• [Description of the task] Print the records exactly as they are written.

Items listed in a dataset:
//! Opaque references to remote metadata objects.

use serde::{Deserialize, Serialize};
use std::fmt;
use std::str::FromStr;

/// The kind of identifier a [`Reference`] carries.
#[derive(Clone, Copy, Debug, PartialEq, Eq, Hash, Serialize, Deserialize)]
#[serde(rename_all = "lowercase")]
pub enum ReferenceKind {
    /// A business code assigned in the target platform.
    Code,
    /// An externally assigned identifier attribute.
    Identifier,
    /// The platform's internal object id.
    Id,
}

impl ReferenceKind {
    /// Convert to the wire format string.
    pub fn to_wire(self) -> &'static str {
        match self {
            ReferenceKind::Code => "code",
            ReferenceKind::Identifier => "identifier",
            ReferenceKind::Id => "id",
        }
    }

    /// Parse from the wire format string.
    pub fn from_wire(s: &str) -> Option<Self> {
        match s {
            "code" => Some(ReferenceKind::Code),
            "identifier" => Some(ReferenceKind::Identifier),
            "id" => Some(ReferenceKind::Id),
            _ => None,
        }
    }
}

/// An opaque identifier for a remote metadata object.
///
/// Immutable value type; equality and hashing are by `(kind, value)`, so a
/// code reference and an id reference to the same remote object are
/// distinct keys. The cache stores records under every reference kind a
/// record exposes, which is what makes lookups through different kinds of
/// the same object agree.
#[derive(Clone, Debug, PartialEq, Eq, Hash, Serialize, Deserialize)]
pub struct Reference {
    kind: ReferenceKind,
    value: String,
}

impl Reference {
    /// Create a reference of the given kind.
    pub fn new(kind: ReferenceKind, value: impl Into<String>) -> Self {
        Self {
            kind,
            value: value.into(),
        }
    }

    /// Create a code reference.
    pub fn code(value: impl Into<String>) -> Self {
        Self::new(ReferenceKind::Code, value)
    }

    /// Create an identifier reference.
    pub fn identifier(value: impl Into<String>) -> Self {
        Self::new(ReferenceKind::Identifier, value)
    }

    /// Create an internal-id reference.
    pub fn id(value: impl Into<String>) -> Self {
        Self::new(ReferenceKind::Id, value)
    }

    /// The kind of identifier this reference carries.
    pub fn kind(&self) -> ReferenceKind {
        self.kind
    }

    /// The identifier value.
    pub fn value(&self) -> &str {
        &self.value
    }
}

impl fmt::Display for Reference {
    fn fmt(&self, f: &mut fmt::Formatter<'_>) -> fmt::Result {
        write!(f, "{}:{}", self.kind.to_wire(), self.value)
    }
}

impl FromStr for Reference {
    type Err = String;

    /// Parses the `kind:value` display form, e.g. `code:OU_1234`.
    fn from_str(s: &str) -> Result<Self, Self::Err> {
        let (kind, value) = s
            .split_once(':')
            .ok_or_else(|| format!("expected kind:value, got '{}'", s))?;
        let kind = ReferenceKind::from_wire(kind)
            .ok_or_else(|| format!("unknown reference kind: '{}'", kind))?;
        if value.is_empty() {
            return Err("reference value cannot be empty".into());
        }
        Ok(Reference::new(kind, value))
    }
}

#[cfg(test)]
mod tests {
    use super::*;
    use std::collections::HashSet;

    #[test]
    fn equality_is_by_kind_and_value() {
        assert_eq!(Reference::code("OU_1"), Reference::code("OU_1"));
        assert_ne!(Reference::code("OU_1"), Reference::id("OU_1"));
        assert_ne!(Reference::code("OU_1"), Reference::code("OU_2"));
    }

    #[test]
    fn distinct_kinds_are_distinct_map_keys() {
        let mut set = HashSet::new();
        set.insert(Reference::code("X"));
        set.insert(Reference::identifier("X"));
        set.insert(Reference::id("X"));
        assert_eq!(set.len(), 3);
    }

    #[test]
    fn display_and_parse_round_trip() {
        let reference = Reference::identifier("ABC-123");
        assert_eq!(reference.to_string(), "identifier:ABC-123");
        assert_eq!(reference.to_string().parse::<Reference>().unwrap(), reference);
    }

    #[test]
    fn parse_rejects_bad_input() {
        assert!("no-colon".parse::<Reference>().is_err());
        assert!("badge:X".parse::<Reference>().is_err());
        assert!("code:".parse::<Reference>().is_err());
    }

    #[test]
    fn value_with_colons_parses_whole_tail() {
        let reference = "id:a:b".parse::<Reference>().unwrap();
        assert_eq!(reference.kind(), ReferenceKind::Id);
        assert_eq!(reference.value(), "a:b");
    }
}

• [Answer]
//! Opaque references to remote metadata objects.

use serde::{Deserialize, Serialize};
use std::fmt;
use std::str::FromStr;

/// The kind of identifier a [`Reference`] carries.
#[derive(Clone, Copy, Debug, PartialEq, Eq, Hash, Serialize, Deserialize)]
#[serde(rename_all = "lowercase")]
pub enum ReferenceKind {
    /// A business code assigned in the target platform.
    Code,
    /// An externally assigned identifier attribute.
    Identifier,
    /// The platform's internal object id.
    Id,
}

impl ReferenceKind {
    /// Convert to the wire format string.
    pub fn to_wire(self) -> &'static str {
        match self {
            ReferenceKind::Code => "code",
            ReferenceKind::Identifier => "identifier",
            ReferenceKind::Id => "id",
        }
    }

    /// Parse from the wire format string.
    pub fn from_wire(s: &str) -> Option<Self> {
        match s {
            "code" => Some(ReferenceKind::Code),
            "identifier" => Some(ReferenceKind::Identifier),
            "id" => Some(ReferenceKind::Id),
            _ => None,
        }
    }
}

/// An opaque identifier for a remote metadata object.
///
/// Immutable value type; equality and hashing are by `(kind, value)`, so a
/// code reference and an id reference to the same remote object are
/// distinct keys. The cache stores records under every reference kind a
/// record exposes, which is what makes lookups through different kinds of
/// the same object agree.
#[derive(Clone, Debug, PartialEq, Eq, Hash, Serialize, Deserialize)]
pub struct Reference {
    kind: ReferenceKind,
    value: String,
}

impl Reference {
    /// Create a reference of the given kind.
    pub fn new(kind: ReferenceKind, value: impl Into<String>) -> Self {
        Self {
            kind,
            value: value.into(),
        }
    }

    /// Create a code reference.
    pub fn code(value: impl Into<String>) -> Self {
        Self::new(ReferenceKind::Code, value)
    }

    /// Create an identifier reference.
    pub fn identifier(value: impl Into<String>) -> Self {
        Self::new(ReferenceKind::Identifier, value)
    }

    /// Create an internal-id reference.
    pub fn id(value: impl Into<String>) -> Self {
        Self::new(ReferenceKind::Id, value)
    }

    /// The kind of identifier this reference carries.
    pub fn kind(&self) -> ReferenceKind {
        self.kind
    }

    /// The identifier value.
    pub fn value(&self) -> &str {
        &self.value
    }
}

impl fmt::Display for Reference {
    fn fmt(&self, f: &mut fmt::Formatter<'_>) -> fmt::Result {
        write!(f, "{}:{}", self.kind.to_wire(), self.value)
    }
}

impl FromStr for Reference {
    type Err = String;

    /// Parses the `kind:value` display form, e.g. `code:OU_1234`.
    fn from_str(s: &str) -> Result<Self, Self::Err> {
        let (kind, value) = s
            .split_once(':')
            .ok_or_else(|| format!("expected kind:value, got '{}'", s))?;
        let kind = ReferenceKind::from_wire(kind)
            .ok_or_else(|| format!("unknown reference kind: '{}'", kind))?;
        if value.is_empty() {
            return Err("reference value cannot be empty".into());
        }
        Ok(Reference::new(kind, value))
    }
}

#[cfg(test)]
mod tests {
    use super::*;
    use std::collections::HashSet;

    #[test]
    fn equality_is_by_kind_and_value() {
        assert_eq!(Reference::code("OU_1"), Reference::code("OU_1"));
        assert_ne!(Reference::code("OU_1"), Reference::id("OU_1"));
        assert_ne!(Reference::code("OU_1"), Reference::code("OU_2"));
    }

    #[test]
    fn distinct_kinds_are_distinct_map_keys() {
        let mut set = HashSet::new();
        set.insert(Reference::code("X"));
        set.insert(Reference::identifier("X"));
        set.insert(Reference::id("X"));
        assert_eq!(set.len(), 3);
    }

    #[test]
    fn display_and_parse_round_trip() {
        let reference = Reference::identifier("ABC-123");
        assert_eq!(reference.to_string(), "identifier:ABC-123");
        assert_eq!(reference.to_string().parse::<Reference>().unwrap(), reference);
    }

    #[test]
    fn parse_rejects_bad_input() {
        assert!("no-colon".parse::<Reference>().is_err());
        assert!("badge:X".parse::<Reference>().is_err());
        assert!("code:".parse::<Reference>().is_err());
    }

    #[test]
    fn value_with_colons_parses_whole_tail() {
        let reference = "id:a:b".parse::<Reference>().unwrap();
        assert_eq!(reference.kind(), ReferenceKind::Id);
        assert_eq!(reference.value(), "a:b");
    }
}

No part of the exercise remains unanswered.